The New York Yankees -- once again -- somehow forgot to read the "Building a Roster for Yankee Stadium" manual this offseason. Yes, the best-laid plans of mice and Cashmen sometimes go awry. Yes, the addition of Joey Gallo was meant to fix this specific deficiency, and it didn't fix anything. But still ... it's kind of crazy the Yankees are still as righty-heavy as they are.
And, no, Franchy Cordero probably isn't a permanent solution to this problem (and, even if he is, he should only be a part of the solution).
A typical 2023 Yankees lineup features two dedicated lefty hitters in Cordero and Anthony Rizzo. Switch-hitting Oswaldo Cabrera helps the cause, as does occasional fill-in Willie Calhoun, but by and large, the Yankees remain as righty-heavy as 2021, when they made a midseason pivot to add Gallo and Rizzo and kind of, sort of limp into the Wild Card Game.
Fine. The Yankees have a lot of entrenched right-handed starters. It's not ideal, but ... as long as they can bash, no harm, no foul, right?
The team's offensive struggles, especially without Giancarlo Stanton, have been well-documented. But what's even more disturbing is the fact that this lineup packed with righties can't even hit lefties. You'd think that would be, like, their one thing.
Did righty-heavy Yankees finally figure out how to hit lefties in 2023?
At least ... they couldn't hit lefties until Thursday.
Through Wednesday's action, the right-handed Yankees were getting decimated by left-handers in 2023, which probably explains why the Angels felt secure going with Patrick Sandoval in the rubber game. It also explains why, when Sandoval largely failed (well, one bad inning), they followed him with more lefties in Tucker Davidson and Aaron Loup (with Jimmy Herget, unsuccessfully, tucked in between).
Prior to Thursday's game, the Yankees were hitting .175 in 103 at-bats against left-handers this season. After Thursday? It's still bleak, but they've gotten that up to .202 with a .348 OBP (they took their walks against Sandoval, Davidson and Loup, walking nine times in seven innings.
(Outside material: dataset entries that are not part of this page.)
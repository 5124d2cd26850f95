use thiserror::Error;

/// A result type for acquisition optimization errors
pub type Result<T> = std::result::Result<T, AcqError>;

/// An error raised by the acquisition optimization engine
#[derive(Error, Debug)]
pub enum AcqError {
    /// When configuration is invalid
    #[error("Invalid configuration: {0}")]
    InvalidConfigError(String),
    /// When an optimizer is selected for an incompatible acquisition criterion
    #[error("Optimizer misuse: {0}")]
    OptimizerMisuseError(String),
    /// When linear algebra computation fails
    #[error(transparent)]
    LinalgError(#[from] linfa_linalg::LinalgError),
    /// When an invalid value is encountered
    #[error("Value error: {0}")]
    InvalidValueError(String),
}
//! This library implements acquisition function optimization for Bayesian
//! optimization: given a Gaussian process posterior and the best objective
//! value observed so far, it searches box-bounded domains for the batch of
//! points maximizing an acquisition criterion.
//!
//! It provides:
//! * the analytic Expected Improvement criterion [`EI`] with its closed-form
//!   gradient,
//! * the Monte-Carlo batch criterion [`QExpectedImprovement`] (qEI) estimated
//!   from joint posterior samples driven by a randomized quasi Monte-Carlo
//!   normal sampler ([`NormalQmcSampler`]),
//! * a multistart search ([`optimize_acquisition`]) seeding restarts from
//!   scored raw candidates and refining them with either the SLSQP bounded
//!   quasi-Newton optimizer or gradient ascent (Adam or plain), the latter
//!   being the required path for stochastic criteria.
//!
//! Criteria are evaluated against any model implementing
//! [`PosteriorSurrogate`]; [`GpPosterior`] is a ready-made implementation
//! conditioning a squared-exponential Gaussian process with fixed
//! hyperparameters on training data.
//!
//! # Example
//!
//! ```
//! use acqopt::{optimize_acquisition, AcqOptConfig, Bounds, GpPosterior, EI};
//! use ndarray::array;
//!
//! // Condition a 1-d GP on a handful of observations peaking around x = 0.5
//! let xt = array![[0.0], [0.25], [0.5], [0.75], [1.0]];
//! let yt = array![0.1, 0.6, 1.0, 0.4, -0.2];
//! let gp = GpPosterior::params().theta(array![0.2]).fit(&xt, &yt)?;
//!
//! // Maximize Expected Improvement over the best observed value
//! let bounds = Bounds::new(array![0.], array![1.])?;
//! let config = AcqOptConfig::default().seed(42);
//! let res = optimize_acquisition(&EI, &gp, 1.0, &bounds, &config)?;
//!
//! assert!((0.0..=1.0).contains(&res.x_opt[[0, 0]]));
//! assert!(res.value >= 0.);
//! # Ok::<(), acqopt::AcqError>(())
//! ```
mod criteria;
mod errors;
mod initializer;
mod optimize;
mod optimizers;
mod sampler;
mod surrogate;
mod types;
mod utils;

pub use crate::criteria::*;
pub use crate::errors::*;
pub use crate::optimize::*;
pub use crate::sampler::*;
pub use crate::surrogate::*;
pub use crate::types::*;
pub use crate::utils::{find_best_candidate, norm_cdf, norm_pdf, norm_quantile};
Thursday could've been a bigger blowout, sure, but Jose Trevino's big hit in the first, as well as tack-on runs against Herget and Loup, helped provide an impressive margin. And who was right in the middle of both rallies, taking a bases-loaded walk in the first and cleaning up DJ LeMahieu's rare mess with a line drive single to score the ninth run? Oswald Peraza, who was installed batting sixth.
Could Peraza be the key here? The Yankees followed our other lineup rules on Thursday, leading off Anthony Volpe (he walked twice during the height of the ballpark shadows) and batting LeMahieu fifth (he lined the insurance double off Herget that allowed us to breathe for a bit). But inserting Peraza moved the slumping Oswaldo Cabrera down to seventh (where he, uh, still slumped), with Trevino following him and Isiah Kiner-Falefa batting ninth. Give IKF his flowers; he put bat on ball with the bases loaded again to break it open late. Something about those bases-loaded situations. He's now hitting .615 with the bases juiced across the past two seasons in the Bronx.
There's no sample size smaller than one game, but there's also no trend more baffling than the righty-coded Yankees coming up small against opposite-side pitchers. Hopefully, the walk-off against lefty Matt Moore broke the curse, and the insertion of Peraza, who hit .252 with a .793 OPS against left-handers at Triple-A last year (superior to his .772 OPS against righties), can lengthen the lineup just enough to make a difference.
Or ... maybe Sandoval walked a village and gave up the rare "big hit" to Trevino, making the Yankees offense look competent for one night only. We'd rather live optimistically for now, though.